Peuple français, la politique
T’a jusqu’ici trop, attristé ;
Rappelle ta légèreté,
Ton antique
Joyeuseté !


Cette gracieuse chanson était comme le chant du cygne de la gaieté en France. La politique gagnait de plus en plus, et, lorsqu’on riait encore avec Desaugiers, ce n’était qu’une trêve. Pourtant les cercles les plus familiers ou les plus brillans le recherchaient et se le disputaient à l’envi ; il continuait d’être le convive le plus indispensable et le plus promis, et l’ame vivante de toute réunion.
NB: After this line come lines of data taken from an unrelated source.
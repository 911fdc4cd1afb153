//! # Organizational Hierarchy Entities
//!
//! 組織階層（País → Empresa → Fundo → Sector → Lote）のドメインエンティティ

use serde::Serialize;

/// `*brev`（略称）カラムの最大文字数
///
/// 移行先テーブルの NVARCHAR(50) 制約に合わせる
pub const BREV_MAX_CHARS: usize = 50;

/// スプレッドシート1行分のフィールドデータ（列A〜I）
///
/// Data-campoシートの非正規化された1行を表す。
/// A: empresa略称, B: empresa名, C: fundo略称, D: fundo名,
/// E: sector ID, F: centro de costo（未使用）, G: sector名,
/// H: lote ID, I: lote名
#[derive(Debug, Clone)]
pub struct FieldRow {
    pub empresa_abrev: String,
    pub empresa_nombre: String,
    pub fundo_abrev: String,
    pub fundo_nombre: String,
    pub sector_id: String,
    pub centro_costo: String,
    pub sector_nombre: String,
    pub lote_id: String,
    pub lote_nombre: String,
}

impl FieldRow {
    /// 生のセル値から行を構築する
    ///
    /// セルが9個未満の行は `None` を返す。各セルはトリムされる。
    pub fn from_cells(cells: &[String]) -> Option<Self> {
        if cells.len() < 9 {
            return None;
        }

        let cell = |i: usize| cells[i].trim().to_string();

        Some(Self {
            empresa_abrev: cell(0),
            empresa_nombre: cell(1),
            fundo_abrev: cell(2),
            fundo_nombre: cell(3),
            sector_id: cell(4),
            centro_costo: cell(5),
            sector_nombre: cell(6),
            lote_id: cell(7),
            lote_nombre: cell(8),
        })
    }

    /// 階層構築に必須の4つの名称が揃っているかどうか
    pub fn has_required_names(&self) -> bool {
        !self.empresa_nombre.is_empty()
            && !self.fundo_nombre.is_empty()
            && !self.sector_nombre.is_empty()
            && !self.lote_nombre.is_empty()
    }

    /// Sectorの表示名（`[<id>] <名称>`、IDが無ければ名称のみ）
    pub fn sector_display_name(&self) -> String {
        display_name(&self.sector_id, &self.sector_nombre)
    }

    /// Loteの表示名（`[<id>] <名称>`、IDが無ければ名称のみ）
    pub fn lote_display_name(&self) -> String {
        display_name(&self.lote_id, &self.lote_nombre)
    }
}

fn display_name(id: &str, nombre: &str) -> String {
    if id.is_empty() {
        nombre.to_string()
    } else {
        format!("[{}] {}", id, nombre)
    }
}

/// 略称カラム用に文字数を切り詰める（文字境界を尊重）
pub fn truncate_brev(name: &str) -> String {
    name.chars().take(BREV_MAX_CHARS).collect()
}

/// 国
#[derive(Debug, Clone, Serialize)]
pub struct Pais {
    pub pais: String,
    pub paisabrev: String,
}

/// 企業（Empresa）
///
/// `empresabrev` で重複排除される
#[derive(Debug, Clone, Serialize)]
pub struct Empresa {
    pub pais_abrev: String,
    pub empresa: String,
    pub empresabrev: String,
}

/// 農場（Fundo）
#[derive(Debug, Clone, Serialize)]
pub struct Fundo {
    pub empresa_abrev: String,
    pub fundo: String,
    pub fundobrev: String,
}

/// セクター（Sector）
///
/// `sector` は表示名（`[ID] 名称`形式）、`sectorbrev` は元の名称を
/// 50文字に切り詰めたもの
#[derive(Debug, Clone, Serialize)]
pub struct Sector {
    pub empresa_abrev: String,
    pub fundo_abrev: String,
    pub sector: String,
    pub sectorbrev: String,
}

/// 区画（Lote）
///
/// 重複排除されない（処理された行ごとに1件）
#[derive(Debug, Clone, Serialize)]
pub struct Lote {
    pub empresa_abrev: String,
    pub fundo_abrev: String,
    pub sector: String,
    pub lote: String,
    pub lotebrev: String,
}

/// 行処理の統計情報
#[derive(Debug, Clone, Default, Serialize)]
pub struct ProcessStats {
    pub total_rows: usize,
    pub processed: usize,
    pub skipped: usize,
}

/// 構築済みの組織階層
///
/// 各コレクションはシート上の出現順（挿入順）を保持する
#[derive(Debug, Clone, Default, Serialize)]
pub struct Hierarchy {
    pub paises: Vec<Pais>,
    pub empresas: Vec<Empresa>,
    pub fundos: Vec<Fundo>,
    pub sectores: Vec<Sector>,
    pub lotes: Vec<Lote>,
    pub stats: ProcessStats,
}

impl Hierarchy {
    pub fn is_empty(&self) -> bool {
        self.lotes.is_empty()
    }
}
//! # Photo Upload Repository Trait
//!
//! 写真アップロードを抽象化

use anyhow::Result;
use async_trait::async_trait;

use crate::domain::entities::photo::{PhotoAnalysis, PhotoJob};

/// 写真アップロードリポジトリ
///
/// 認証とアップロードの詳細はAdapter層の実装に委ねる
#[async_trait]
pub trait PhotoUploadRepository: Send + Sync {
    /// 1枚の写真をアップロードして解析結果を受け取る
    ///
    /// # Errors
    ///
    /// 認証・通信・サーバ側処理のいずれかに失敗した場合にエラーを返す
    async fn upload_photo(&self, job: &PhotoJob) -> Result<PhotoAnalysis>;
}
//! # Configuration
//!
//! `.env.local` から読み込む実行時設定

use std::env;
use std::path::Path;

use log::{info, warn};

/// 設定エラー
#[derive(Debug, thiserror::Error)]
pub enum ConfigError {
    #[error("Missing required environment variable: {0}")]
    MissingVar(&'static str),

    #[error("Invalid value for {name}: {value}")]
    InvalidValue { name: &'static str, value: String },
}

/// `.env.local` を読み込んで環境変数に反映する
///
/// ファイルが無い場合はシステムの環境変数のみを使う（エラーにしない）
pub fn load_env_file(path: &str) -> bool {
    let expanded = shellexpand::tilde(path).to_string();

    if !Path::new(&expanded).exists() {
        warn!("Env file not found: {}, using system environment", expanded);
        return false;
    }

    match dotenvy::from_path(&expanded) {
        Ok(()) => {
            info!("Loaded environment from {}", expanded);
            true
        }
        Err(e) => {
            warn!("Failed to load {}: {}", expanded, e);
            false
        }
    }
}

fn require_var(name: &'static str) -> Result<String, ConfigError> {
    match env::var(name) {
        Ok(value) if !value.trim().is_empty() => Ok(value.trim().to_string()),
        _ => Err(ConfigError::MissingVar(name)),
    }
}

/// LuzSombraデバイスAPIの設定
#[derive(Debug, Clone)]
pub struct DeviceConfig {
    /// バックエンドのベースURL（例: `https://luzsombra-backend.azurewebsites.net/api`）
    pub base_url: String,
    /// Webアプリで登録したデバイスID（例: `BURRO_001`)
    pub device_id: String,
    /// デバイスのAPIキー
    pub api_key: String,
}

impl DeviceConfig {
    pub fn from_env() -> Result<Self, ConfigError> {
        Ok(Self {
            base_url: require_var("LUZSOMBRA_API_URL")?,
            device_id: require_var("LUZSOMBRA_DEVICE_ID")?,
            api_key: require_var("LUZSOMBRA_API_KEY")?,
        })
    }
}

/// SQL Server接続設定
#[derive(Debug, Clone)]
pub struct SqlConfig {
    pub server: String,
    pub port: u16,
    pub database: String,
    pub user: String,
    pub password: String,
}

impl SqlConfig {
    pub fn from_env() -> Result<Self, ConfigError> {
        let port_raw = env::var("SQL_PORT").unwrap_or_else(|_| "1433".to_string());
        let port = port_raw
            .trim()
            .parse::<u16>()
            .map_err(|_| ConfigError::InvalidValue {
                name: "SQL_PORT",
                value: port_raw.clone(),
            })?;

        Ok(Self {
            server: require_var("SQL_SERVER")?,
            port,
            database: require_var("SQL_DATABASE")?,
            user: require_var("SQL_USER")?,
            password: require_var("SQL_PASSWORD")?,
        })
    }
}

/// Google Sheets接続設定
#[derive(Debug, Clone)]
pub struct SheetsConfig {
    pub spreadsheet_id: String,
    /// authorized-user形式のトークンJSONへのパス（チルダ展開済み）
    pub token_path: String,
}

impl SheetsConfig {
    pub fn from_env() -> Result<Self, ConfigError> {
        let token_path = require_var("GOOGLE_SHEETS_TOKEN_PATH")?;

        Ok(Self {
            spreadsheet_id: require_var("GOOGLE_SHEETS_SPREADSHEET_ID")?,
            token_path: shellexpand::tilde(&token_path).to_string(),
        })
    }
}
Si la cause de la gaieté se perdait de plus en plus dans l’ensemble, il lui rendait l’avantage dès qu’il paraissait sur un point, et, comme ces foudres de guerre qui ne meurent qu’en triomphant, il ramenait la victoire partout où il était de sa personne. — Dans les repas de corps de la garde royale, il avait nom l’aumônier du régiment. — Sa maladie, une maladie bien cruelle, la pierre, interrompit à peine les saillies de sa vive et indulgente humeur ; il chansonna son mal comme toute chose, sans amertume et en lui pardonnant ; il fit en riant son épitaphe, sans y croire encore. Cette maladie devint bientôt un évènement pour tous, et sa mort fut un deuil public, car il avait été la joie de beaucoup. Ce jour-là, ce seul jour, le nom de Desaugiers fit couler des pleurs de tristesse, et ils coulèrent en abondance. Il n’avait que cinquante-quatre ans accomplis lorsqu’il mourut (9 août 1827). On trouvera dans la notice de M. Merle, en tête des œuvres[1], et dans celle de M. Creuzé de Lesser (Biographie universelle), l’expression touchante des regrets unanimes. J’ajouterai seulement ici quelques traits puisés en bon lieu, et qui achèveront de dessiner cette physionomie heureuse.

Desaugiers, ce qu’on croirait difficilement à ne le juger que du

  1. J’ai beaucoup emprunté pour tout ce qui précède à cette notice de M. Merle, et je dois de plus à la parfaite obligeance de cet homme d’esprit plus d’un souvenir dont j’ai profité.